You could try to overcome this problem by documenting a specific flight path and recording where and why the GNSS signals were lost, but the problems with this approach are manifold. Not only would it be inefficient and expensive to explore every common flight path, but some signal loss might be caused by antenna design, which might affect only aircraft using that antenna. Additionally, some signal losses experienced by the aircraft might be caused by transient sources on the ground, such as a long-haul trucker who employs an illegal jammer to prevent a toll gate from tracking the truck’s position. Thankfully, researchers at the German Aerospace Center (DLR) have found a far more elegant, cost-effective way to address the problem of signal disruption and loss of position insight using simulation tools from Ansys.
In their paper “Virtual Validation of In-Flight GNSS Signal Reception During Jamming for Aeronautics Applications,” authors Veenu Tripathi and Stefano Caizzone describe their work developing an approach to ensuring uninterrupted GNSS reception, one that ultimately avoids the need to conduct costly flights to determine where and why GNSS signals might be lost. Using Ansys HFSS electromagnetic simulation software and Ansys Systems Tool Kit (STK) digital mission engineering software, Tripathi and Caizzone developed a digital twin that reconstructs an entire flight scenario (including flight dynamics, the antenna actually used on the airframe, and the impact of its installation on aircraft) and uses simulation to predict signal reception and interference. They demonstrate the ability to use simulation to analyze the in-flight performance of different antenna-aircraft configurations to overcome specific interference scenarios.

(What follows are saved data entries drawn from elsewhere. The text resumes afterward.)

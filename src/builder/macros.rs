//! Macros for ergonomic state declarations.

/// Declare a state enum whose signal names match its persisted values.
///
/// Each variant is given the label it is stored as in the entity's state
/// field; the same label is used for `transitioned_to_<label>` signals.
///
/// # Example
///
/// ```
/// use statekeep::core::State;
/// use statekeep::state_enum;
///
/// state_enum! {
///     pub enum DocState {
///         Draft => "draft",
///         Review => "review",
///         Published => "published",
///     }
/// }
///
/// assert_eq!(DocState::Review.name(), "review");
/// assert_eq!(serde_json::to_value(DocState::Draft).unwrap(), "draft");
/// assert_eq!(DocState::ALL.len(), 3);
/// ```
#[macro_export]
macro_rules! state_enum {
    (
        $(#[$meta:meta])*
        $vis:vis enum $name:ident {
            $(
                $(#[$variant_meta:meta])*
                $variant:ident => $label:literal
            ),* $(,)?
        }
    ) => {
        $(#[$meta])*
        #[derive(Clone, PartialEq, Eq, Debug, serde::Serialize, serde::Deserialize)]
        $vis enum $name {
            $(
                $(#[$variant_meta])*
                #[serde(rename = $label)]
                $variant
            ),*
        }

        impl $name {
            /// Every declared state, in declaration order.
            #[allow(dead_code)]
            pub const ALL: &'static [$name] = &[$($name::$variant),*];
        }

        impl $crate::core::State for $name {
            fn name(&self) -> &str {
                match self {
                    $(Self::$variant => $label),*
                }
            }
        }
    };
}

#[cfg(test)]
mod tests {
    use crate::core::State;

    state_enum! {
        enum TestState {
            Draft => "draft",
            Review => "review",
            Published => "published",
        }
    }

    #[test]
    fn state_enum_macro_generates_trait() {
        assert_eq!(TestState::Draft.name(), "draft");
        assert_eq!(TestState::Published.name(), "published");
    }

    #[test]
    fn state_enum_persists_under_label() {
        let json = serde_json::to_value(TestState::Review).unwrap();
        assert_eq!(json, serde_json::json!("review"));

        let state: TestState = serde_json::from_value(serde_json::json!("published")).unwrap();
        assert_eq!(state, TestState::Published);
    }

    #[test]
    fn state_enum_supports_visibility() {
        state_enum! {
            pub enum PublicState {
                Open => "open",
                Closed => "closed",
            }
        }

        assert_eq!(PublicState::ALL, &[PublicState::Open, PublicState::Closed]);
    }
}
//! In-memory store with failure injection.

use super::record::Store;
use crate::BoxError;
use async_trait::async_trait;
use serde_json::{Map, Value};
use std::collections::VecDeque;
use std::sync::{Arc, Mutex, MutexGuard, PoisonError};

/// Keeps every saved field set in memory.
///
/// Failures queued with [`fail_next`](Self::fail_next) are returned by the
/// following saves, one per save, before anything is recorded.
#[derive(Default)]
pub struct MemoryStore {
    saved: Mutex<Vec<Map<String, Value>>>,
    failures: Mutex<VecDeque<BoxError>>,
}

fn lock<T>(mutex: &Mutex<T>) -> MutexGuard<'_, T> {
    mutex.lock().unwrap_or_else(PoisonError::into_inner)
}

impl MemoryStore {
    pub fn new() -> Self {
        Self::default()
    }

    pub fn shared() -> Arc<Self> {
        Arc::new(Self::new())
    }

    /// Make the next save fail with `error`.
    pub fn fail_next(&self, error: impl Into<BoxError>) {
        lock(&self.failures).push_back(error.into());
    }

    pub fn save_count(&self) -> usize {
        lock(&self.saved).len()
    }

    pub fn last_saved(&self) -> Option<Map<String, Value>> {
        lock(&self.saved).last().cloned()
    }

    pub fn saved(&self) -> Vec<Map<String, Value>> {
        lock(&self.saved).clone()
    }
}

#[async_trait]
impl Store for MemoryStore {
    async fn save(&self, fields: &Map<String, Value>) -> Result<(), BoxError> {
        if let Some(error) = lock(&self.failures).pop_front() {
            tracing::debug!("MemoryStore rejecting save: {}", error);
            return Err(error);
        }
        lock(&self.saved).push(fields.clone());
        Ok(())
    }
}

#[cfg(test)]
mod tests {
    use super::*;
    use serde_json::json;

    fn fields(state: &str) -> Map<String, Value> {
        let mut fields = Map::new();
        fields.insert("state".to_string(), json!(state));
        fields
    }

    #[tokio::test]
    async fn save_records_fields() {
        let store = MemoryStore::new();

        store.save(&fields("draft")).await.unwrap();
        store.save(&fields("review")).await.unwrap();

        assert_eq!(store.save_count(), 2);
        assert_eq!(store.last_saved(), Some(fields("review")));
    }

    #[tokio::test]
    async fn queued_failure_is_returned_once() {
        let store = MemoryStore::new();
        store.fail_next("disk full");

        let err = store.save(&fields("draft")).await.unwrap_err();
        assert_eq!(err.to_string(), "disk full");
        assert_eq!(store.save_count(), 0);

        store.save(&fields("draft")).await.unwrap();
        assert_eq!(store.save_count(), 1);
    }
}
// On-demand topology cache and its clients
pub mod expansion;
pub mod gateway;
pub mod refresher;
pub mod selector;
pub mod tree;

pub use expansion::ExpansionController;
pub use gateway::FetchGateway;
pub use refresher::{calculate_uptime, UptimeRefresher};
pub use selector::SelectorBinding;
pub use tree::{SlotView, TreeCache};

The project undertaken by Tripathi and Caizzone involved successive phases to testing and validation. Initially, they used HFSS software to design a compact (3.5 inch) antenna array consisting of five elements (four focusing on the L1/E1 GNSS transmission bands and one focused on the L5/E5a band). The antenna then was built and tested in a semi-anechoic near-field chamber at the DLR, where the resulting electromagnetic fields were measured and converted to equivalent currents that would be used in later simulations. Subsequently, Tripathi and Caizzone used HFSS software to combine the mesh of the antenna with a computer-aided engineering (CAE) model of a plane. This not only enabled the researchers to see how reflections from the plane might affect the radiation patterns of the antenna but enabled them to build a digital twin of the actual plane and antenna they would use to validate the results of their flight simulations.
Tripathi and Caizzone also used the facility at the DLR to measure the performance of an antenna that would be used to send a GNSS jamming signal in the path of a plane. They then imported that performance information, along with information about the performance of the plane and antenna combination, as well as the downlink signal characteristics of the GNSS satellites operating in the L1 and E1 RF ranges, into STK software. Because the STK solution is designed to support digital mission engineering and systems analysis, it provided Tripathi and Caizzone with the power they needed to construct a complete simulation of an aircraft encountering a GNSS jamming signal in flight.
To validate the performance results of their antenna in simulation, Tripathi and Caizzone did fly a plane with their HFSS-designed antenna over a test course. They measured the actual in-flight performance characteristics of the four antennas in their array both in the presence and absence of interference from the GNSS jamming source. Subsequently, they compared the real-world measurements with those produced in simulation using the HFSS and STK solutions and found good agreement between the datasets.
“By incorporating actual antenna measurement and installed performance analysis into the system flight scenarios,” the researchers write, “we can gain valuable insights into the performance to be expected in flight, even before flying. This approach allows for a more realistic representation of the conditions and parameters involved, enabling better insights and predictions for the test outcomes and saving a lot of time and money needed for multiple actual flight trials. This showcases the tool’s significant capability as a predictive tool, enabling the planning of experiments or even virtually simulating various antenna (and) aircraft configurations while operating in specific interference scenarios to obtain results that closely approximate actual flight conditions.”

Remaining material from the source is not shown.